Prompt — Find every line with the string "memory" in the material below and copy it.

::::

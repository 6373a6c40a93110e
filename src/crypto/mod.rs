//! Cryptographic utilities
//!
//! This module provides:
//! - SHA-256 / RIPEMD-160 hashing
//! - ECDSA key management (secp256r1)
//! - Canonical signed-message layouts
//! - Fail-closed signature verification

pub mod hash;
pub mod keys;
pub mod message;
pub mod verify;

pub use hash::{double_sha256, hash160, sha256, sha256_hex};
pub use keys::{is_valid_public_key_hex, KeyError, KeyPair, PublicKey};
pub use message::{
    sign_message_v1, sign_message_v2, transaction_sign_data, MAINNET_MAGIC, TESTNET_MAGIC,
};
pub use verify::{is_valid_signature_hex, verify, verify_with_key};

::::

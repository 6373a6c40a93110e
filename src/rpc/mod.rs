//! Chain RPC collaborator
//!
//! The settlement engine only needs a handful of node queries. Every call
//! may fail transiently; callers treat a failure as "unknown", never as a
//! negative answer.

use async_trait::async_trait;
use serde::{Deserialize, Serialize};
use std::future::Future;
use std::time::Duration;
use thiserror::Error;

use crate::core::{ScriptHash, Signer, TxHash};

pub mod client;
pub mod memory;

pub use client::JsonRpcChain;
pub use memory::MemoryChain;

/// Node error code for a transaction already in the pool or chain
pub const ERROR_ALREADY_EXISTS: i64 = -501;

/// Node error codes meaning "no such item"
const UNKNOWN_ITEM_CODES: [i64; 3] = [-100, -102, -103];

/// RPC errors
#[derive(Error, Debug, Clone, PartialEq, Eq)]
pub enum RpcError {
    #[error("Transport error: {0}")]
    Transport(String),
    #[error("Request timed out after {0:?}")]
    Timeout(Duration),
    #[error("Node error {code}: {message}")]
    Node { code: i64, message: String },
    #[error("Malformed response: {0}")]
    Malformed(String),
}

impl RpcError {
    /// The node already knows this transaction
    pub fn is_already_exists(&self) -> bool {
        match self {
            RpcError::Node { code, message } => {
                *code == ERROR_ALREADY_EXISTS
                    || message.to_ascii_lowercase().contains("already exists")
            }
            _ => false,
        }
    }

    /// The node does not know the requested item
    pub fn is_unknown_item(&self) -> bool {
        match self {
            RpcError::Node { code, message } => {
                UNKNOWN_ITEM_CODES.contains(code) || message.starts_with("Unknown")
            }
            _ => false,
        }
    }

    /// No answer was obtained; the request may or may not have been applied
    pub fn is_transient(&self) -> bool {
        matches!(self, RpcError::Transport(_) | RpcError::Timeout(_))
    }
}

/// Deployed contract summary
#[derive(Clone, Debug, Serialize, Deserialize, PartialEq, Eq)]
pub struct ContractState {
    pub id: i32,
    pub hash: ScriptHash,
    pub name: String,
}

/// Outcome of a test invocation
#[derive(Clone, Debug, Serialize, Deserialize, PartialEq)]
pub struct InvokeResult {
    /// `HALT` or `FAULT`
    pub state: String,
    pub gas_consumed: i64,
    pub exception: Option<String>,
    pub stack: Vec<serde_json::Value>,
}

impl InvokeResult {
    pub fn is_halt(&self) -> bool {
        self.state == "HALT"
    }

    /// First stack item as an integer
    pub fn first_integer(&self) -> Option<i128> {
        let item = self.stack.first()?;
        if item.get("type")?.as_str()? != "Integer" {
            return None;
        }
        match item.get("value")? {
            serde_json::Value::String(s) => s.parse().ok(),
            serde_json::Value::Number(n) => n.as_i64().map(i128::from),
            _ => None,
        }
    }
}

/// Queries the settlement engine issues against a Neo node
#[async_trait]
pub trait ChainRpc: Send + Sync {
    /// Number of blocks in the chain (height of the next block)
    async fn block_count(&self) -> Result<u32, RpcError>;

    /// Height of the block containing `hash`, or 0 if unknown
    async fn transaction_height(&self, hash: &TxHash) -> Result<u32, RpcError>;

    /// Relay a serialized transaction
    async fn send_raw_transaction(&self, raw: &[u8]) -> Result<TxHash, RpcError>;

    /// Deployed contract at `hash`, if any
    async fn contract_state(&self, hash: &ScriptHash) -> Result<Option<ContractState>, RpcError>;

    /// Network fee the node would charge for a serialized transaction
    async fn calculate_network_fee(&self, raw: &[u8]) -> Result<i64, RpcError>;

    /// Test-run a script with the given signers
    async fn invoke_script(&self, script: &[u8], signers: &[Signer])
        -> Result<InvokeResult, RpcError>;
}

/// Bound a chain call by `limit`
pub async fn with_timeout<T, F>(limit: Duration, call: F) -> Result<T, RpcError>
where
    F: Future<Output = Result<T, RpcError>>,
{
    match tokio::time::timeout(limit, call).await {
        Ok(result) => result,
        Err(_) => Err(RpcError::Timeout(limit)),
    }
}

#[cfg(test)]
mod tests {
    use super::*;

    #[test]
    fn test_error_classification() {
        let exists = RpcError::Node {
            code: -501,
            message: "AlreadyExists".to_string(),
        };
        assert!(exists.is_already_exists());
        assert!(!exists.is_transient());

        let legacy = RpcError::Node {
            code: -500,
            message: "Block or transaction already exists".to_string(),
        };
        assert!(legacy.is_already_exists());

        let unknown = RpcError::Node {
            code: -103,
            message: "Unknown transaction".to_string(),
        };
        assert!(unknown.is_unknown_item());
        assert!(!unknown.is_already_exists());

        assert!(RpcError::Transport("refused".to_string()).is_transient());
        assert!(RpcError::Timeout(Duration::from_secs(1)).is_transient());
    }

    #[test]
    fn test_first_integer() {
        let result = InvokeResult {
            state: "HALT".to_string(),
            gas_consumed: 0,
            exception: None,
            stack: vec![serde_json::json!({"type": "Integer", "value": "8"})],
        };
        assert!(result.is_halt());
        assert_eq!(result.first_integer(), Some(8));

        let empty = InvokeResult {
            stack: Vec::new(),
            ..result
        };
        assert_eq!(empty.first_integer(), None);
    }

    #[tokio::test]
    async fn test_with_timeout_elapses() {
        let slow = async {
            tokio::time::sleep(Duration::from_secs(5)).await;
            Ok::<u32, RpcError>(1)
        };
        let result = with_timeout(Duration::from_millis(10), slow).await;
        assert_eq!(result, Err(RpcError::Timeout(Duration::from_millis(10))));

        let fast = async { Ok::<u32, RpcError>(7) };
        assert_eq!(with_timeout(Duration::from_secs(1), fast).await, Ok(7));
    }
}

::::

Completed exercise —
pub mod memory;
pub use memory::MemoryChain;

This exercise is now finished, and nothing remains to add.